After locating the line with "#[derive(Debug, Clone, Default, PartialEq, Eq)]" in the data that follows, return it and every later line exactly, up to and including the line with "pub enum LookupError".

Saved data entries
----

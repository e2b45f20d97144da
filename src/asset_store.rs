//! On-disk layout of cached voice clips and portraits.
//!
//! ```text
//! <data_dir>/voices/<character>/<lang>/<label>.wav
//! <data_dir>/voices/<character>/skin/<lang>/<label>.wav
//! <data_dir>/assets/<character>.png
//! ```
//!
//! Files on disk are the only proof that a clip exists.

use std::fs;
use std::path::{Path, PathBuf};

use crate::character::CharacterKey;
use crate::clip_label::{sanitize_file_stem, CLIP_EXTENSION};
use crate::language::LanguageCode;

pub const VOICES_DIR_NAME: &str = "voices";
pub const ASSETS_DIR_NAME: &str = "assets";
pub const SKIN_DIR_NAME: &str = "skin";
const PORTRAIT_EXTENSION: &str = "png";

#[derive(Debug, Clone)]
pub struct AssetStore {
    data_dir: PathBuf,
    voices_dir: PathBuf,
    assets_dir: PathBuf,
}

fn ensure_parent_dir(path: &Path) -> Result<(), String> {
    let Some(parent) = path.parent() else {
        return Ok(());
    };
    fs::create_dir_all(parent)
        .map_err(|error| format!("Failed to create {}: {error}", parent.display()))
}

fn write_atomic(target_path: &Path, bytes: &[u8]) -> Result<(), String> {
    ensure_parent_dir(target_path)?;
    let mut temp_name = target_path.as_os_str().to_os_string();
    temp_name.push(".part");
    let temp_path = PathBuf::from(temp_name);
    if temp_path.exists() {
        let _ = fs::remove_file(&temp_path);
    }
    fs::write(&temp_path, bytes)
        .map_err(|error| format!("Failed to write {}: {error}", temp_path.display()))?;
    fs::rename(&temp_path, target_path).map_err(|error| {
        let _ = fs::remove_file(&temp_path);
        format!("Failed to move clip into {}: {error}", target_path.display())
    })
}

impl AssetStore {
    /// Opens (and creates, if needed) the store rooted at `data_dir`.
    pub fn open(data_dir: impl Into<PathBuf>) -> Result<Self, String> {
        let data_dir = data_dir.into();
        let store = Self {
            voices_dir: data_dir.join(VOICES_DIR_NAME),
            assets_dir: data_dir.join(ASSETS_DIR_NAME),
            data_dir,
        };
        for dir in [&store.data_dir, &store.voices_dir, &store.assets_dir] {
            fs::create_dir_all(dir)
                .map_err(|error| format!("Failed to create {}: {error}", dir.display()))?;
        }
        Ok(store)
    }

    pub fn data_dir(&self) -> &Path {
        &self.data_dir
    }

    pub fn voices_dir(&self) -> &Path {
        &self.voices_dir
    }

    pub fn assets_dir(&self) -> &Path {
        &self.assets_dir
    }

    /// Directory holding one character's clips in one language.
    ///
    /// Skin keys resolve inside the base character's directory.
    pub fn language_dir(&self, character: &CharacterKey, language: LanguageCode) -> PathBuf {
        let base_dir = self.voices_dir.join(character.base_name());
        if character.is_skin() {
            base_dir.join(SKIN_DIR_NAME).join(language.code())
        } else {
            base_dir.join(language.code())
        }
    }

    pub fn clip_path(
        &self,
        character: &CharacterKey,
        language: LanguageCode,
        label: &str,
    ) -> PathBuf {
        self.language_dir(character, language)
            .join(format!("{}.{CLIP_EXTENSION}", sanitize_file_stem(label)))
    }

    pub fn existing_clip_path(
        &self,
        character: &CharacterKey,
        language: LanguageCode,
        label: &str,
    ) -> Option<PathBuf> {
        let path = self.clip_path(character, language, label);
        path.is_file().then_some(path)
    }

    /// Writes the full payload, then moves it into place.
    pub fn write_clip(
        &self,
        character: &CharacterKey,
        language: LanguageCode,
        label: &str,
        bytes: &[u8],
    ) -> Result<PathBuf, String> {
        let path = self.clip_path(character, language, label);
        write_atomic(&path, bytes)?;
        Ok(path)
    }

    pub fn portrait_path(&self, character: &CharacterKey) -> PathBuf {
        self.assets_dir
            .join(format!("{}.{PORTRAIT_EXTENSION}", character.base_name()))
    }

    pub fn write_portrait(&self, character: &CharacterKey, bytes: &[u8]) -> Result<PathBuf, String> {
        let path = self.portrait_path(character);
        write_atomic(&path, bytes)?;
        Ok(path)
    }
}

----

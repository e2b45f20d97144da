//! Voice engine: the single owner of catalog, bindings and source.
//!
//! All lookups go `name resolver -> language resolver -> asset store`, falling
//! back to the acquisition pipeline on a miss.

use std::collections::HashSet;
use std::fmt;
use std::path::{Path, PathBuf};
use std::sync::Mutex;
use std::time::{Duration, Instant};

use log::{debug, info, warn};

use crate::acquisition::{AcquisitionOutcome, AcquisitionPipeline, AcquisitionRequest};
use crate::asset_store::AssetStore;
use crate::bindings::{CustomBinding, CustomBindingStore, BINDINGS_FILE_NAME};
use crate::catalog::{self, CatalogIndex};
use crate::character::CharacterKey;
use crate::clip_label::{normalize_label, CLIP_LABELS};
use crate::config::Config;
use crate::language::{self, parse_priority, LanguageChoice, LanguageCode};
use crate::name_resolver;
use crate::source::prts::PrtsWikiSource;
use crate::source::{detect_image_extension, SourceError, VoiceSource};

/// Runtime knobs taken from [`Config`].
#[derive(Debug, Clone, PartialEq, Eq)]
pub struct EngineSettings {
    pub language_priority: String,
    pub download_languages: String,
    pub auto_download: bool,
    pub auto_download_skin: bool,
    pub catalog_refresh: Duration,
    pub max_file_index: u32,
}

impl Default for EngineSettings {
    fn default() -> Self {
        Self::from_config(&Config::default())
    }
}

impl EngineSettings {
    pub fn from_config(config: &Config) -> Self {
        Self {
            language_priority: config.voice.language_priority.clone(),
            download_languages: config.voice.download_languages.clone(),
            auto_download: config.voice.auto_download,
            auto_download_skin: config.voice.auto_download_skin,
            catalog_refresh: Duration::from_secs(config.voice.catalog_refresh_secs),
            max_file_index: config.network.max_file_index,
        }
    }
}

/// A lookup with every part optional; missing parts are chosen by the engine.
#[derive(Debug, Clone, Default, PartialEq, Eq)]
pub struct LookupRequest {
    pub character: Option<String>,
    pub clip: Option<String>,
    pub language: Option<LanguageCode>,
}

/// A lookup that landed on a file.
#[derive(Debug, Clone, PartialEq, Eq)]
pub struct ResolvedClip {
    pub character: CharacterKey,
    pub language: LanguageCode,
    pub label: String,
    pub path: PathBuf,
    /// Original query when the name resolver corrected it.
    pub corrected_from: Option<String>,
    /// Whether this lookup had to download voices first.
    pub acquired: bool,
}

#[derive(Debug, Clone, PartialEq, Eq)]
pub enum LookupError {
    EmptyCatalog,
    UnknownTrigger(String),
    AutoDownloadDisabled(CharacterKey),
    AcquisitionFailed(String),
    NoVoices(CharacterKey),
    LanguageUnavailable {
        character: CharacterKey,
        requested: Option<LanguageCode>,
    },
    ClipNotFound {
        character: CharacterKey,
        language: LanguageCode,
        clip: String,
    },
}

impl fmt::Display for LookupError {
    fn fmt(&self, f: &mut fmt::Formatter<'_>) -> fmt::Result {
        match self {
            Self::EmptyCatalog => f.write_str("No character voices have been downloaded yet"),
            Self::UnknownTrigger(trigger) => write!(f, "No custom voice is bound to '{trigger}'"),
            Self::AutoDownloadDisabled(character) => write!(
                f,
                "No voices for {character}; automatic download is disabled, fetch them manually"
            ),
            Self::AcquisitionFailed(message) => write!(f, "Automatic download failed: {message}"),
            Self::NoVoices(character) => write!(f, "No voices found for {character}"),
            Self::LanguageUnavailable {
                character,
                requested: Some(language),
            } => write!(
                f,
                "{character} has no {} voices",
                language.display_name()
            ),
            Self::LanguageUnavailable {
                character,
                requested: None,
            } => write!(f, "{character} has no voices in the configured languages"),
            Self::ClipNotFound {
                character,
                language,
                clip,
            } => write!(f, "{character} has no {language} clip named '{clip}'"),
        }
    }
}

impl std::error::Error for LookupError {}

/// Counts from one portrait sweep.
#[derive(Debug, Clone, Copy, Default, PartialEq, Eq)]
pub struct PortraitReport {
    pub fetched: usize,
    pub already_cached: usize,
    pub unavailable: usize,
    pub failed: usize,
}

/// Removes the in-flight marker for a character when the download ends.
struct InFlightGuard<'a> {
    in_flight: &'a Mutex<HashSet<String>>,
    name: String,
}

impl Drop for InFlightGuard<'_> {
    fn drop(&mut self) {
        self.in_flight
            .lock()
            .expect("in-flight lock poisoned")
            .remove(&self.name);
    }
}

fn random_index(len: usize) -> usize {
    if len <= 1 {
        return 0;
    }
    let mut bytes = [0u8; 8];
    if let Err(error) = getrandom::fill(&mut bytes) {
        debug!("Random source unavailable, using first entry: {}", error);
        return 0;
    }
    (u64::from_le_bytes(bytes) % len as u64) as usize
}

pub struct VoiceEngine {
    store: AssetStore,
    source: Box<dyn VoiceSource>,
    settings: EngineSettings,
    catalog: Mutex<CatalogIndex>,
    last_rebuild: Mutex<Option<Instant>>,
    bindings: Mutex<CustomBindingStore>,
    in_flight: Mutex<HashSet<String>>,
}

----

**Output of the exercise:**
#[derive(Debug, Clone, Default, PartialEq, Eq)]
pub struct LookupRequest {
    pub character: Option<String>,
    pub clip: Option<String>,
    pub language: Option<LanguageCode>,
}

/// A lookup that landed on a file.
#[derive(Debug, Clone, PartialEq, Eq)]
pub struct ResolvedClip {
    pub character: CharacterKey,
    pub language: LanguageCode,
    pub label: String,
    pub path: PathBuf,
    /// Original query when the name resolver corrected it.
    pub corrected_from: Option<String>,
    /// Whether this lookup had to download voices first.
    pub acquired: bool,
}

#[derive(Debug, Clone, PartialEq, Eq)]
pub enum LookupError {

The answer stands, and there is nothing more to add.